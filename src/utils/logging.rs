//! 日志工具模块
//!
//! 提供日志初始化和格式化输出的辅助函数

use tracing::info;
use tracing_subscriber::EnvFilter;

use crate::config::Config;
use crate::orchestrator::RunStats;

/// 初始化 tracing 日志
///
/// 默认 info 级别，可通过 `RUST_LOG` 覆盖；重复调用不会报错。
pub fn init() {
    let filter = EnvFilter::try_from_default_env().unwrap_or_else(|_| EnvFilter::new("info"));
    let _ = tracing_subscriber::fmt()
        .with_env_filter(filter)
        .with_target(false)
        .try_init();
}

/// 记录程序启动信息
pub fn log_startup(config: &Config) {
    info!("{}", "=".repeat(60));
    info!("🚀 程序启动 - 推文分类模式");
    info!("📥 输入文件: {}", config.input_csv);
    info!("📤 输出文件: {}", config.output_csv);
    info!("🤖 模型: {}", config.llm_model_name);
    info!("📊 每轮上限: {}", config.daily_limit);
    info!(
        "⏱️ 冷却: 短 {} 秒 / 长 {} 秒",
        config.short_cooldown_secs, config.long_cooldown_secs
    );
    info!("{}", "=".repeat(60));
}

/// 记录待处理推文信息
///
/// # 参数
/// - `total`: 推文总数
/// - `done`: 之前已完成的数量
/// - `pending`: 待处理数量
pub fn log_pending(total: usize, done: usize, pending: usize) {
    info!("✓ 共 {} 条推文，已完成 {} 条", total, done);
    info!("📋 本次待处理 {} 条", pending);
}

/// 记录一轮开始信息
pub fn log_sweep_start(sweep: usize, pending: usize) {
    info!("\n{}", "=".repeat(60));
    info!("📦 开始第 {} 轮，待处理 {} 条", sweep, pending);
    info!("{}", "=".repeat(60));
}

/// 记录一轮完成信息
///
/// # 参数
/// - `sweep`: 轮次编号
/// - `count`: 本轮处理数量
/// - `total`: 本次运行累计处理数量
pub fn log_sweep_complete(sweep: usize, count: usize, total: usize) {
    info!("\n{}", "─".repeat(60));
    info!("✓ 第 {} 轮完成: 处理 {} 条，累计 {} 条", sweep, count, total);
    info!("{}", "─".repeat(60));
}

/// 打印最终统计信息
pub fn print_final_stats(stats: &RunStats, output_path: &str) {
    info!("\n{}", "=".repeat(60));
    if stats.interrupted {
        info!("⏹️ 运行已中断，下次启动会从断点继续");
    } else {
        info!("📊 所有推文处理完成");
    }
    info!(
        "完成时间: {}",
        chrono::Local::now().format("%Y-%m-%d %H:%M:%S")
    );
    info!("{}", "=".repeat(60));
    info!("✅ 分类成功: {}/{}", stats.labelled, stats.processed);
    info!("❌ 记为 Error: {}", stats.error_count());
    for (kind, count) in &stats.errors {
        info!("    {}: {}", kind, count);
    }
    info!("⏭️ 之前已完成: {}", stats.already_done);
    info!(
        "⏸️ 冷却次数: 短 {} / 长 {}",
        stats.short_cooldowns, stats.long_cooldowns
    );
    info!("{}", "=".repeat(60));
    info!("\n结果已保存至: {}", output_path);
}

/// 截断长文本用于日志显示
///
/// # 参数
/// - `text`: 原始文本
/// - `max_len`: 最大长度
///
/// # 返回
/// 返回截断后的文本
pub fn truncate_text(text: &str, max_len: usize) -> String {
    match text.char_indices().nth(max_len) {
        Some((cut, _)) => format!("{}...", &text[..cut]),
        None => text.to_string(),
    }
}

#[cfg(test)]
mod tests {
    use super::*;

    #[test]
    fn test_truncate_text() {
        assert_eq!(truncate_text("short", 10), "short");
        assert_eq!(truncate_text("abcdef", 3), "abc...");
        assert_eq!(truncate_text("电动汽车充电", 2), "电动...");
    }
}
use serde::Deserialize;

use crate::error::ErrorKind;

/// 写入结果文件的错误标记
pub const ERROR_LABEL: &str = "Error";

/// 一条待分类的推文
#[derive(Debug, Clone, PartialEq, Eq, Deserialize)]
pub struct WorkItem {
    /// 推文ID
    #[serde(rename = "Tweet_ID")]
    pub id: String,
    /// 清洗后的推文内容，CSV 中为空时为 None
    #[serde(rename = "cleaned_tweet")]
    pub payload: Option<String>,
}

impl WorkItem {
    pub fn new(id: impl Into<String>, payload: Option<&str>) -> Self {
        Self {
            id: id.into(),
            payload: payload.map(str::to_string),
        }
    }

    /// 返回可以送去分类的文本，空白内容视为没有
    pub fn text(&self) -> Option<&str> {
        self.payload
            .as_deref()
            .filter(|text| !text.trim().is_empty())
    }
}

/// 一条分类结果（结果文件中的一行）
#[derive(Debug, Clone, PartialEq, Eq)]
pub struct ResultRow {
    pub id: String,
    /// 原样回写的推文内容
    pub payload: String,
    /// 分类标签或 `ERROR_LABEL`
    pub label: String,
    /// 仅在失败时存在
    pub error_kind: Option<ErrorKind>,
}

impl ResultRow {
    pub fn is_error(&self) -> bool {
        self.error_kind.is_some() || self.label == ERROR_LABEL
    }
}

#[cfg(test)]
mod tests {
    use super::*;

    #[test]
    fn test_text_filters_blank_payload() {
        assert_eq!(WorkItem::new("1", Some("hello")).text(), Some("hello"));
        assert_eq!(WorkItem::new("2", Some("   ")).text(), None);
        assert_eq!(WorkItem::new("3", None).text(), None);
    }

    #[test]
    fn test_error_row_detected_by_label() {
        let row = ResultRow {
            id: "1".to_string(),
            payload: String::new(),
            label: ERROR_LABEL.to_string(),
            error_kind: None,
        };
        assert!(row.is_error());
    }
}
use std::path::Path;
use std::str::FromStr;
use std::time::Duration;

use serde::Deserialize;

use crate::error::{AppError, AppResult, ConfigError, FileError};

/// 指向 TOML 配置文件的环境变量
pub const CONFIG_FILE_ENV: &str = "CLASSIFIER_CONFIG";

/// 程序配置文件
///
/// 加载顺序：默认值 → `CLASSIFIER_CONFIG` 指向的 TOML 文件 → 环境变量。
#[derive(Clone, Debug, Deserialize)]
#[serde(default, deny_unknown_fields)]
pub struct Config {
    /// 待分类推文 CSV
    pub input_csv: String,
    /// 分类结果 CSV（同时作为进度文件）
    pub output_csv: String,
    /// 每轮最多发出的请求数
    pub daily_limit: usize,
    /// 触发频率限制后的等待秒数
    pub short_cooldown_secs: u64,
    /// 配额用尽或达到每轮上限后的等待秒数
    pub long_cooldown_secs: u64,
    /// 是否在结果中额外写出 error_kind 列
    pub record_error_kind: bool,
    /// 是否重新处理之前标记为 Error 的推文
    pub retry_error_rows: bool,
    /// 是否显示详细日志
    pub verbose_logging: bool,
    // --- LLM 配置 ---
    pub llm_api_key: String,
    pub llm_api_base_url: String,
    pub llm_model_name: String,
    pub llm_max_tokens: u32,
}

impl Default for Config {
    fn default() -> Self {
        Self {
            input_csv: "Co_Tweets_unclassified.csv".to_string(),
            output_csv: "LLM_Classified_Tweets_gpt4o_mini.csv".to_string(),
            daily_limit: 10_000,
            short_cooldown_secs: 60,
            long_cooldown_secs: 24 * 60 * 60,
            record_error_kind: false,
            retry_error_rows: false,
            verbose_logging: false,
            llm_api_key: String::new(),
            llm_api_base_url: "https://api.openai.com/v1".to_string(),
            llm_model_name: "gpt-4o-mini".to_string(),
            llm_max_tokens: 10,
        }
    }
}

impl Config {
    /// 加载完整配置
    pub fn load() -> AppResult<Self> {
        let base = match std::env::var(CONFIG_FILE_ENV) {
            Ok(path) if !path.trim().is_empty() => Self::from_toml_file(Path::new(path.trim()))?,
            _ => Self::default(),
        };
        let config = base.with_env_overrides()?;
        config.validate()?;
        Ok(config)
    }

    /// 从 TOML 文件读取配置，未出现的字段使用默认值
    pub fn from_toml_file(path: &Path) -> AppResult<Self> {
        let display = path.display().to_string();
        if !path.exists() {
            return Err(FileError::NotFound { path: display }.into());
        }
        let content = std::fs::read_to_string(path).map_err(|source| FileError::ReadFailed {
            path: display.clone(),
            source,
        })?;
        Self::from_toml_str(&content, &display)
    }

    pub fn from_toml_str(content: &str, origin: &str) -> AppResult<Self> {
        toml::from_str::<Config>(content).map_err(|source| {
            AppError::from(FileError::TomlParseFailed {
                path: origin.to_string(),
                source,
            })
        })
    }

    /// 用环境变量覆盖已有配置
    pub fn with_env_overrides(self) -> Result<Self, ConfigError> {
        self.with_overrides(|name| std::env::var(name).ok())
    }

    /// 用任意来源覆盖配置，便于测试时不去改动进程环境
    pub fn with_overrides<F>(self, lookup: F) -> Result<Self, ConfigError>
    where
        F: Fn(&str) -> Option<String>,
    {
        let llm_api_key = lookup("LLM_API_KEY")
            .or_else(|| lookup("OPENAI_API_KEY"))
            .unwrap_or(self.llm_api_key);

        Ok(Self {
            input_csv: lookup("INPUT_CSV").unwrap_or(self.input_csv),
            output_csv: lookup("OUTPUT_CSV").unwrap_or(self.output_csv),
            daily_limit: parse_var(&lookup, "DAILY_LIMIT", self.daily_limit)?,
            short_cooldown_secs: parse_var(&lookup, "SHORT_COOLDOWN_SECS", self.short_cooldown_secs)?,
            long_cooldown_secs: parse_var(&lookup, "LONG_COOLDOWN_SECS", self.long_cooldown_secs)?,
            record_error_kind: parse_var(&lookup, "RECORD_ERROR_KIND", self.record_error_kind)?,
            retry_error_rows: parse_var(&lookup, "RETRY_ERROR_ROWS", self.retry_error_rows)?,
            verbose_logging: parse_var(&lookup, "VERBOSE_LOGGING", self.verbose_logging)?,
            llm_api_key,
            llm_api_base_url: lookup("LLM_API_BASE_URL").unwrap_or(self.llm_api_base_url),
            llm_model_name: lookup("LLM_MODEL_NAME").unwrap_or(self.llm_model_name),
            llm_max_tokens: parse_var(&lookup, "LLM_MAX_TOKENS", self.llm_max_tokens)?,
        })
    }

    /// 校验配置项
    pub fn validate(&self) -> Result<(), ConfigError> {
        if self.daily_limit == 0 {
            return Err(ConfigError::InvalidValue {
                field: "daily_limit".to_string(),
                reason: "必须大于 0，否则每轮都无法处理任何推文".to_string(),
            });
        }
        if self.input_csv.trim().is_empty() {
            return Err(ConfigError::InvalidValue {
                field: "input_csv".to_string(),
                reason: "不能为空".to_string(),
            });
        }
        if self.output_csv.trim().is_empty() {
            return Err(ConfigError::InvalidValue {
                field: "output_csv".to_string(),
                reason: "不能为空".to_string(),
            });
        }
        if self.input_csv == self.output_csv {
            return Err(ConfigError::InvalidValue {
                field: "output_csv".to_string(),
                reason: "不能与 input_csv 相同".to_string(),
            });
        }
        Ok(())
    }

    pub fn short_cooldown(&self) -> Duration {
        Duration::from_secs(self.short_cooldown_secs)
    }

    pub fn long_cooldown(&self) -> Duration {
        Duration::from_secs(self.long_cooldown_secs)
    }
}

fn parse_var<T, F>(lookup: &F, var_name: &str, current: T) -> Result<T, ConfigError>
where
    T: FromStr,
    F: Fn(&str) -> Option<String>,
{
    match lookup(var_name) {
        Some(value) => value.trim().parse().map_err(|_| ConfigError::EnvVarParseFailed {
            var_name: var_name.to_string(),
            value,
            expected_type: std::any::type_name::<T>().to_string(),
        }),
        None => Ok(current),
    }
}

○ ○ ○ ○

• [WORK REQUEST] What is the number of lines in the records that include "crate"? Answer with that number alone.

• [EXERCISE ANSWER] 4